Grenzen auf für ALLE! Frontex auflösen.
Lieber Anonym vom 11.10.2012 16:06
Ich warte mal gespannt auf Robertos Ausführungen zu deinen Auslassungen, die 1:1 auf seinen Text passen - nur anders als Du evtl. denkst:
Du bestätigst mit deinen Ausführungen doch genau was Roberto J. de Lapuente mit seinem Text meint - Ist dir das schon aufgefallen?
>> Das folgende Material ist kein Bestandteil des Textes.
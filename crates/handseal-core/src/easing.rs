//! Easing helpers shared by the glyph reveal and the anchor smoother.

use glam::Vec2;

#[inline]
pub fn ease_out_cubic(t: f32) -> f32 {
    let t = t.clamp(0.0, 1.0);
    1.0 - (1.0 - t).powi(3)
}

#[inline]
pub fn lerp(a: f32, b: f32, t: f32) -> f32 {
    a + (b - a) * t
}

/// One step of the exponential blend `current += (target - current) * factor`.
#[inline]
pub fn approach(current: f32, target: f32, factor: f32) -> f32 {
    current + (target - current) * factor
}

#[inline]
pub fn approach_vec2(current: Vec2, target: Vec2, factor: f32) -> Vec2 {
    current + (target - current) * factor
}

#[cfg(test)]
mod tests {
    use super::*;

    #[test]
    fn ease_out_cubic_is_clamped_and_monotonic() {
        assert_eq!(ease_out_cubic(-1.0), 0.0);
        assert_eq!(ease_out_cubic(0.0), 0.0);
        assert_eq!(ease_out_cubic(1.0), 1.0);
        assert_eq!(ease_out_cubic(2.0), 1.0);
        let mut prev = 0.0;
        for i in 1..=20 {
            let v = ease_out_cubic(i as f32 / 20.0);
            assert!(v >= prev);
            prev = v;
        }
        // front-loaded
        assert!(ease_out_cubic(0.5) > 0.8);
    }

    #[test]
    fn approach_converges() {
        let mut v = 0.0;
        for _ in 0..60 {
            v = approach(v, 1.0, 0.2);
        }
        assert!((v - 1.0).abs() < 1e-4);
        assert_eq!(approach_vec2(Vec2::ZERO, Vec2::ONE, 1.0), Vec2::ONE);
    }
}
Ich auf jeden Fall betrachte die Diskussion mit dir als beendet, und überlasse es anderen hier darauf zu antworten.
Amüsierte Grüße
Bernie
Wenn man davon spricht, dass die Leitkultur des Verbrauchs und der Verschwendung, der die westlich geprägten Industrieländer frönen, zurückgeführt werden müsse auf ein überlebensverträgliches Maß, kriegt man zu hören, man könne doch den nachrückenden Gesellschaften nicht den Lebensstandard verwehren, den man für sich selbst in Anspruch nehme.
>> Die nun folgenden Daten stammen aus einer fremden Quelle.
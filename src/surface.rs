use glam::Vec2;
use handseal_core::surface::{Path, PathOp, Rgba, Surface, TextStyle};
use web_sys as web;

/// [`Surface`] over a Canvas 2D context.
///
/// Canvas `globalAlpha` is absolute, so the multiplicative alpha of the trait
/// is tracked here alongside `save`/`restore`.
pub struct CanvasSurface {
    ctx: web::CanvasRenderingContext2d,
    width: f32,
    height: f32,
    alpha: f64,
    alpha_stack: Vec<f64>,
}

impl CanvasSurface {
    pub fn new(ctx: web::CanvasRenderingContext2d) -> Self {
        Self {
            ctx,
            width: 0.0,
            height: 0.0,
            alpha: 1.0,
            alpha_stack: Vec::new(),
        }
    }

    pub fn resize(&mut self, width: f32, height: f32) {
        self.width = width;
        self.height = height;
    }

    pub fn clear(&mut self) {
        self.ctx
            .clear_rect(0.0, 0.0, self.width as f64, self.height as f64);
    }

    /// Blit the current video frame across the whole surface, flipped
    /// horizontally when `mirror` is set.
    pub fn draw_video(&mut self, video: &web::HtmlVideoElement, mirror: bool) {
        let (w, h) = (self.width as f64, self.height as f64);
        self.ctx.save();
        if mirror {
            _ = self.ctx.translate(w, 0.0);
            _ = self.ctx.scale(-1.0, 1.0);
        }
        if let Err(e) = self
            .ctx
            .draw_image_with_html_video_element_and_dw_and_dh(video, 0.0, 0.0, w, h)
        {
            log::debug!("[camera] drawImage failed: {:?}", e);
        }
        self.ctx.restore();
    }

    fn trace(&self, path: &Path) {
        let ctx = &self.ctx;
        ctx.begin_path();
        for op in path.ops() {
            match *op {
                PathOp::MoveTo(p) => ctx.move_to(p.x as f64, p.y as f64),
                PathOp::LineTo(p) => ctx.line_to(p.x as f64, p.y as f64),
                PathOp::BezierTo { c1, c2, to } => ctx.bezier_curve_to(
                    c1.x as f64,
                    c1.y as f64,
                    c2.x as f64,
                    c2.y as f64,
                    to.x as f64,
                    to.y as f64,
                ),
                PathOp::Arc {
                    center,
                    radius,
                    start,
                    end,
                } => {
                    ctx.move_to(
                        (center.x + radius * start.cos()) as f64,
                        (center.y + radius * start.sin()) as f64,
                    );
                    _ = ctx.arc(
                        center.x as f64,
                        center.y as f64,
                        radius.max(0.0) as f64,
                        start as f64,
                        end as f64,
                    );
                }
                PathOp::Ellipse {
                    center,
                    radii,
                    rotation,
                } => {
                    _ = ctx.ellipse(
                        center.x as f64,
                        center.y as f64,
                        radii.x.max(0.0) as f64,
                        radii.y.max(0.0) as f64,
                        rotation as f64,
                        0.0,
                        std::f64::consts::TAU,
                    );
                }
                PathOp::Close => ctx.close_path(),
            }
        }
    }
}

impl Surface for CanvasSurface {
    fn width(&self) -> f32 {
        self.width
    }

    fn height(&self) -> f32 {
        self.height
    }

    fn save(&mut self) {
        self.alpha_stack.push(self.alpha);
        self.ctx.save();
    }

    fn restore(&mut self) {
        self.ctx.restore();
        self.alpha = self.alpha_stack.pop().unwrap_or(1.0);
    }

    fn translate(&mut self, offset: Vec2) {
        _ = self.ctx.translate(offset.x as f64, offset.y as f64);
    }

    fn rotate(&mut self, radians: f32) {
        _ = self.ctx.rotate(radians as f64);
    }

    fn scale(&mut self, sx: f32, sy: f32) {
        _ = self.ctx.scale(sx as f64, sy as f64);
    }

    fn set_alpha(&mut self, alpha: f32) {
        self.alpha *= alpha.clamp(0.0, 1.0) as f64;
        self.ctx.set_global_alpha(self.alpha);
    }

    fn fill_path(&mut self, path: &Path, color: Rgba) {
        if path.is_empty() {
            return;
        }
        self.trace(path);
        self.ctx.set_fill_style_str(&color.css());
        self.ctx.fill();
    }

    fn stroke_path(&mut self, path: &Path, color: Rgba, width: f32) {
        if path.is_empty() {
            return;
        }
        self.trace(path);
        self.ctx.set_stroke_style_str(&color.css());
        self.ctx.set_line_width(width as f64);
        self.ctx.set_line_cap("round");
        self.ctx.stroke();
    }

    fn fill_rect(&mut self, origin: Vec2, size: Vec2, color: Rgba) {
        self.ctx.set_fill_style_str(&color.css());
        self.ctx
            .fill_rect(origin.x as f64, origin.y as f64, size.x as f64, size.y as f64);
    }

    fn fill_radial_gradient(
        &mut self,
        center: Vec2,
        inner_radius: f32,
        outer_radius: f32,
        stops: &[(f32, Rgba)],
    ) {
        let (cx, cy) = (center.x as f64, center.y as f64);
        let gradient = match self.ctx.create_radial_gradient(
            cx,
            cy,
            inner_radius.max(0.0) as f64,
            cx,
            cy,
            outer_radius.max(0.0) as f64,
        ) {
            Ok(g) => g,
            Err(e) => {
                log::debug!("[effect] createRadialGradient failed: {:?}", e);
                return;
            }
        };
        for (offset, color) in stops {
            _ = gradient.add_color_stop(offset.clamp(0.0, 1.0), &color.css());
        }
        self.ctx.set_fill_style_canvas_gradient(&gradient);
        self.ctx
            .fill_rect(0.0, 0.0, self.width as f64, self.height as f64);
    }

    fn set_glow(&mut self, blur: f32, color: Rgba) {
        self.ctx.set_shadow_blur(blur as f64);
        self.ctx.set_shadow_color(&color.css());
    }

    fn clear_glow(&mut self) {
        self.ctx.set_shadow_blur(0.0);
        self.ctx.set_shadow_color("rgba(0,0,0,0)");
    }

    fn draw_text(&mut self, text: &str, center: Vec2, style: &TextStyle<'_>) {
        let ctx = &self.ctx;
        ctx.set_font(&format!("700 {:.0}px {}", style.font_px, style.family));
        ctx.set_text_align("center");
        ctx.set_text_baseline("middle");
        let (x, y) = (center.x as f64, center.y as f64);
        if style.outline_width > 0.0 {
            ctx.set_line_join("round");
            ctx.set_line_width(style.outline_width as f64);
            ctx.set_stroke_style_str(&style.outline.css());
            _ = ctx.stroke_text(text, x, y);
        }
        ctx.set_fill_style_str(&style.fill.css());
        _ = ctx.fill_text(text, x, y);
    }
}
Dieses Argument ist ideologisch, weil es davon absieht, wie riesengroß die Unterschiede in den Lebenslagen und natürlich im Ressourcenverbrauch weltweit sind, und weil die immer wiederholte Behauptung, alle wollten so sein wie wir, nichts anderes ist als eine psychologisch leicht durchschaubare Legitimation des eigenen, idiotischen Lebensstils: Wenn alle das nachmachen, muss es richtig sein, auch wenn die Zukunft dabei draufgeht.
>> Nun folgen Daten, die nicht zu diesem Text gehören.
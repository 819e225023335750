//! Millisecond clocks for the effect engine.

use instant::Instant;
use std::cell::Cell;
use std::rc::Rc;

pub trait Clock {
    /// Milliseconds since an arbitrary fixed origin. Must not go backwards.
    fn now_ms(&self) -> f64;
}

/// Wall clock backed by `instant`, so it works in browsers too.
#[derive(Clone, Debug)]
pub struct InstantClock {
    origin: Instant,
}

impl InstantClock {
    pub fn new() -> Self {
        Self {
            origin: Instant::now(),
        }
    }
}

impl Default for InstantClock {
    fn default() -> Self {
        Self::new()
    }
}

impl Clock for InstantClock {
    fn now_ms(&self) -> f64 {
        self.origin.elapsed().as_secs_f64() * 1000.0
    }
}

/// Hand-driven clock. Clones share the same time, so a test (or the replay
/// driver) can keep one handle and give another to the engine.
#[derive(Clone, Debug, Default)]
pub struct ManualClock {
    now: Rc<Cell<f64>>,
}

impl ManualClock {
    pub fn new(start_ms: f64) -> Self {
        Self {
            now: Rc::new(Cell::new(start_ms)),
        }
    }

    pub fn set(&self, ms: f64) {
        self.now.set(ms);
    }

    pub fn advance(&self, ms: f64) {
        self.now.set(self.now.get() + ms);
    }
}

impl Clock for ManualClock {
    fn now_ms(&self) -> f64 {
        self.now.get()
    }
}

#[cfg(test)]
mod tests {
    use super::*;

    #[test]
    fn manual_clock_clones_share_time() {
        let a = ManualClock::new(10.0);
        let b = a.clone();
        a.advance(5.5);
        assert_eq!(b.now_ms(), 15.5);
        b.set(100.0);
        assert_eq!(a.now_ms(), 100.0);
    }

    #[test]
    fn instant_clock_is_monotonic() {
        let c = InstantClock::new();
        let t0 = c.now_ms();
        let t1 = c.now_ms();
        assert!(t1 >= t0);
    }
}
//! Exponential smoothing of the tracked anchor for display centering.

use glam::Vec2;

use crate::easing::approach_vec2;

#[derive(Clone, Debug)]
pub struct AnchorSmoother {
    factor: f32,
    value: Option<Vec2>,
}

impl AnchorSmoother {
    /// `factor` in (0, 1]; 1 disables smoothing.
    pub fn new(factor: f32) -> Self {
        Self {
            factor: factor.clamp(f32::EPSILON, 1.0),
            value: None,
        }
    }

    /// Feed the latest anchor. The first sample after a gap is taken as-is;
    /// `None` forgets the history.
    pub fn update(&mut self, target: Option<Vec2>) -> Option<Vec2> {
        self.value = match (self.value, target) {
            (_, None) => None,
            (None, Some(t)) => Some(t),
            (Some(v), Some(t)) => Some(approach_vec2(v, t, self.factor)),
        };
        self.value
    }

    pub fn value(&self) -> Option<Vec2> {
        self.value
    }
}
//! Hand landmark model as produced by the external estimator.
//!
//! Coordinates are normalized to the video frame: `x`, `y` in \[0, 1\] with the
//! origin at the top-left, `z` a relative depth.

use glam::Vec3;
use smallvec::SmallVec;

use crate::constants::LANDMARK_COUNT;
use crate::error::LandmarkError;

pub const WRIST: usize = 0;
pub const THUMB_CMC: usize = 1;
pub const THUMB_MCP: usize = 2;
pub const THUMB_IP: usize = 3;
pub const THUMB_TIP: usize = 4;
pub const INDEX_MCP: usize = 5;
pub const INDEX_PIP: usize = 6;
pub const INDEX_DIP: usize = 7;
pub const INDEX_TIP: usize = 8;
pub const MIDDLE_MCP: usize = 9;
pub const MIDDLE_PIP: usize = 10;
pub const MIDDLE_DIP: usize = 11;
pub const MIDDLE_TIP: usize = 12;
pub const RING_MCP: usize = 13;
pub const RING_PIP: usize = 14;
pub const RING_DIP: usize = 15;
pub const RING_TIP: usize = 16;
pub const PINKY_MCP: usize = 17;
pub const PINKY_PIP: usize = 18;
pub const PINKY_DIP: usize = 19;
pub const PINKY_TIP: usize = 20;

#[derive(Clone, Copy, Debug, PartialEq, Eq)]
pub enum HandSide {
    Left,
    Right,
}

impl HandSide {
    /// Parse an estimator label. Unknown labels yield `None`.
    pub fn parse(label: &str) -> Option<Self> {
        if label.eq_ignore_ascii_case("left") {
            Some(Self::Left)
        } else if label.eq_ignore_ascii_case("right") {
            Some(Self::Right)
        } else {
            None
        }
    }
}

#[derive(Clone, Copy, Debug, PartialEq)]
pub struct Handedness {
    pub side: HandSide,
    pub score: f32,
}

#[derive(Clone, Debug, Default, PartialEq)]
pub struct Hand {
    pub landmarks: Vec<Vec3>,
    pub handedness: Option<Handedness>,
}

/// Hands reported for one video frame, in estimator order.
pub type Hands = SmallVec<[Hand; 2]>;

impl Hand {
    pub fn new(landmarks: Vec<Vec3>, handedness: Option<Handedness>) -> Self {
        Self {
            landmarks,
            handedness,
        }
    }

    /// Build a hand from raw `[x, y, z]` triples, rejecting short or non-finite input.
    pub fn from_points(
        points: &[[f32; 3]],
        handedness: Option<Handedness>,
    ) -> Result<Self, LandmarkError> {
        if points.len() < LANDMARK_COUNT {
            return Err(LandmarkError::TooFewPoints {
                got: points.len(),
                need: LANDMARK_COUNT,
            });
        }
        if let Some(index) = points
            .iter()
            .position(|p| p.iter().any(|c| !c.is_finite()))
        {
            return Err(LandmarkError::NonFinite { index });
        }
        let landmarks = points.iter().map(|p| Vec3::from_array(*p)).collect();
        Ok(Self::new(landmarks, handedness))
    }

    #[inline]
    pub fn point(&self, index: usize) -> Option<Vec3> {
        self.landmarks.get(index).copied()
    }

    pub fn side(&self) -> Option<HandSide> {
        self.handedness.map(|h| h.side)
    }
}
wieder mal auf den punkt gebracht. und es macht eben einen riesenunterschied, ob man in burundi als armer unter armen um sein überleben kämpft oder in der brd als armer von politik, medien und "anständigen bürgern" so ganz nebenbei auch noch als schmarotzer gebrandmarkt wird. vorzugsweise durch "liberale" und deren sprüchen "vom jammern auf hohem niveau" oder " leben auf kosten der 3. welt", was ja bekanntlich nur kik-käufer machen, wobei wir dann wieder bei burundi wären.